• _TASK TO COMPLETE_: In the records below, begin at the line that has "filename src/commands/tests.rs" and stop after the line that has "fn only_message(messages: &[AppMessage])"; quote those lines verbatim and nothing more.

***** MATERIAL FOR THE TASK *****

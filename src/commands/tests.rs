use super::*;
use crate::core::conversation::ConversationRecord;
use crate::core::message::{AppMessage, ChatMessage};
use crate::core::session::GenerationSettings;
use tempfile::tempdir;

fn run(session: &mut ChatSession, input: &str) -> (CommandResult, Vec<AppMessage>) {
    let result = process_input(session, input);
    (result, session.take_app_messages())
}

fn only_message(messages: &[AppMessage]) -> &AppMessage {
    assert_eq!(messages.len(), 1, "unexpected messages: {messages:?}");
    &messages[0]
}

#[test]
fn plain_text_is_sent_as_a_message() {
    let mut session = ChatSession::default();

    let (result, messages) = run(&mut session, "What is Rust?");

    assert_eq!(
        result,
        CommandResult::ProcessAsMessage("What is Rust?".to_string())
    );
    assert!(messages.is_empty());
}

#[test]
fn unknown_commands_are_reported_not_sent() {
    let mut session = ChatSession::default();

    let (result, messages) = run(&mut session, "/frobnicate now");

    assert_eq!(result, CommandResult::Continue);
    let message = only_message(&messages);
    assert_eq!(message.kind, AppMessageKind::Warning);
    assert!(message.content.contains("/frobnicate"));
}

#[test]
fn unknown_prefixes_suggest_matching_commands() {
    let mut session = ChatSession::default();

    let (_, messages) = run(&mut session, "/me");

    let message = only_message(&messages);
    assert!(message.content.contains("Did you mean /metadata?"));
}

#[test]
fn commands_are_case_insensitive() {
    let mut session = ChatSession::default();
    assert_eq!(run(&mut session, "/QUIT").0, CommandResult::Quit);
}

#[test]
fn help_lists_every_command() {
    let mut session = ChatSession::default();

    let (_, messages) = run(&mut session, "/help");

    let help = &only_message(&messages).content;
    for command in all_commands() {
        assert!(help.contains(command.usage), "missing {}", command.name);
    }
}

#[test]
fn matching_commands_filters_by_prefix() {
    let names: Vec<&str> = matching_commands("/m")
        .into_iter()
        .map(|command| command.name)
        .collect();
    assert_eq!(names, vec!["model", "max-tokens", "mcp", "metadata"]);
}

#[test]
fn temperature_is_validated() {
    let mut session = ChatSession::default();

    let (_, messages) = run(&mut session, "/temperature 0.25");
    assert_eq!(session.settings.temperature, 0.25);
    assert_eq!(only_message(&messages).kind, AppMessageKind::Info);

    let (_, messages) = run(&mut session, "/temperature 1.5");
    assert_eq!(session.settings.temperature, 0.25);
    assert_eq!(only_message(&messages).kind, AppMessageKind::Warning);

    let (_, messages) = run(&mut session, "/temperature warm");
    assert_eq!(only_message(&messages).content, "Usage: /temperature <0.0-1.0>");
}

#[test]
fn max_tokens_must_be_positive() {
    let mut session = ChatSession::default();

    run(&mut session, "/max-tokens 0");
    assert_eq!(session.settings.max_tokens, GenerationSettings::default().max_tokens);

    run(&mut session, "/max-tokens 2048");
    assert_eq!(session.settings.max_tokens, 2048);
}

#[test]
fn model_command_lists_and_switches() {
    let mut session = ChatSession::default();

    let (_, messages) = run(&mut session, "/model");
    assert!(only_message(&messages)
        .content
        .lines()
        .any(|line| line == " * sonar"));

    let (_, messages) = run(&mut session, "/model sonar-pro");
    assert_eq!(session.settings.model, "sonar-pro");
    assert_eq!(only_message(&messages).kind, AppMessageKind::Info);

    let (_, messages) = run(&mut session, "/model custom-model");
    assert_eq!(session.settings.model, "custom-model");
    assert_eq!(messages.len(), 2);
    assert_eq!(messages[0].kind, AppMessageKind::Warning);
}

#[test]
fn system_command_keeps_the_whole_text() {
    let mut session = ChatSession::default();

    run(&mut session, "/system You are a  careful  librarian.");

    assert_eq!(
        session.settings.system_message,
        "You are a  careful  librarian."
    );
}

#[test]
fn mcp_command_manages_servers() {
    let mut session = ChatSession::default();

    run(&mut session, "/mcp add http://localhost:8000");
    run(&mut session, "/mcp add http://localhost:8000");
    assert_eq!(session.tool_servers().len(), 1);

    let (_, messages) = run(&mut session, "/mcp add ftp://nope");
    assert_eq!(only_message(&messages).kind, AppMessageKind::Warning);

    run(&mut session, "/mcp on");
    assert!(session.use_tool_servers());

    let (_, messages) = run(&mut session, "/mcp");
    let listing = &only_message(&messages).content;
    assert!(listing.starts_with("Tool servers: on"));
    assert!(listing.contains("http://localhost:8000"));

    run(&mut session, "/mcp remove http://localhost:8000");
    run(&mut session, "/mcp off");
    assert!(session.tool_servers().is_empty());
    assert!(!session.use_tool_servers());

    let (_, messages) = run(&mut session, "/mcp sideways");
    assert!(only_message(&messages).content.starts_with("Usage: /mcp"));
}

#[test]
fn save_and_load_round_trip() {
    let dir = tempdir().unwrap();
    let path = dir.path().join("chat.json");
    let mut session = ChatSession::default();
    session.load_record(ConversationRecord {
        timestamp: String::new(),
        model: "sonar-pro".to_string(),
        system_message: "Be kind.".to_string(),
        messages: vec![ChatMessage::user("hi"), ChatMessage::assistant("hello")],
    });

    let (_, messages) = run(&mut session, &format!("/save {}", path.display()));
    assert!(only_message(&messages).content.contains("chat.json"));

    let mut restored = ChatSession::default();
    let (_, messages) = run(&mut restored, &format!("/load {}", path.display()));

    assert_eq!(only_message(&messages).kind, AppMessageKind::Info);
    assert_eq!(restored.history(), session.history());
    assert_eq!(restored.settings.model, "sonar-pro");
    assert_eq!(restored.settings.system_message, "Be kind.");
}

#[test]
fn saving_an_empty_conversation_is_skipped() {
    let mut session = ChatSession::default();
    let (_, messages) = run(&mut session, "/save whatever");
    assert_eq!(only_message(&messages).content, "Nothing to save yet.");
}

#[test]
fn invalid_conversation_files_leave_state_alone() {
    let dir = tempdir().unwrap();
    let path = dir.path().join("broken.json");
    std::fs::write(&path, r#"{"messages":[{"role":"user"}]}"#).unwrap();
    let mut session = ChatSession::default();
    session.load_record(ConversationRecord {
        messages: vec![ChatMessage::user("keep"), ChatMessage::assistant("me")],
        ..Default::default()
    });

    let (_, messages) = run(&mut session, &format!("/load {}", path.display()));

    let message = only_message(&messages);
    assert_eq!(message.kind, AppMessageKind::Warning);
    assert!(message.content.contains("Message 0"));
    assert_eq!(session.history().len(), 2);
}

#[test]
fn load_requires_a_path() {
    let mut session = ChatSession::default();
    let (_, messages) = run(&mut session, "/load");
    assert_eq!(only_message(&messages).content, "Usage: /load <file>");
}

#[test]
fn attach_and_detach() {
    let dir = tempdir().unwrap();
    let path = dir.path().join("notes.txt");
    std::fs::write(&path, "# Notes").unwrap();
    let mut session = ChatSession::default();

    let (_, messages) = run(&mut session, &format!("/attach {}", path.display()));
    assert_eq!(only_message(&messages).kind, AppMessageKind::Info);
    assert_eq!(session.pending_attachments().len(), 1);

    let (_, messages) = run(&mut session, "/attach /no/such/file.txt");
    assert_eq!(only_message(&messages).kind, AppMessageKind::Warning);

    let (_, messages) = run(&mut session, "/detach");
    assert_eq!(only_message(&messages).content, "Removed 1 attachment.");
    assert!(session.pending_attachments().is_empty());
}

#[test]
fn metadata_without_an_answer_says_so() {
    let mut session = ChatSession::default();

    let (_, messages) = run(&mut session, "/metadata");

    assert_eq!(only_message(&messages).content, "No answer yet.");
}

*****
***** MATERIAL FOR THE TASK *****

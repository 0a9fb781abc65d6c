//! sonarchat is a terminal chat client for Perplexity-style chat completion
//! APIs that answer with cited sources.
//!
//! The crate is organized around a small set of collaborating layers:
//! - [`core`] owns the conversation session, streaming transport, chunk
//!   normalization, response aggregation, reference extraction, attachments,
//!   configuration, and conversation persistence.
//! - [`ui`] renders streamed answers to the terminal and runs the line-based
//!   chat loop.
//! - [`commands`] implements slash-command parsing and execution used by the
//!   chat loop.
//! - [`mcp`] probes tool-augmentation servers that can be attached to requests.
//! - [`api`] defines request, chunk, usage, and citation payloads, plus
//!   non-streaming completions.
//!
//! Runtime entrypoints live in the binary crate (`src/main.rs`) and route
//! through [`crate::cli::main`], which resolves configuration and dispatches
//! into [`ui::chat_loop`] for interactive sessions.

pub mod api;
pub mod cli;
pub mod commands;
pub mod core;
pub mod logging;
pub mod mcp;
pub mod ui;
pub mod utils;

*****

• _SOLUTION_:
filename src/commands/tests.rs
use super::*;
use crate::core::conversation::ConversationRecord;
use crate::core::message::{AppMessage, ChatMessage};
use crate::core::session::GenerationSettings;
use tempfile::tempdir;

fn run(session: &mut ChatSession, input: &str) -> (CommandResult, Vec<AppMessage>) {
    let result = process_input(session, input);
    (result, session.take_app_messages())
}

fn only_message(messages: &[AppMessage]) -> &AppMessage {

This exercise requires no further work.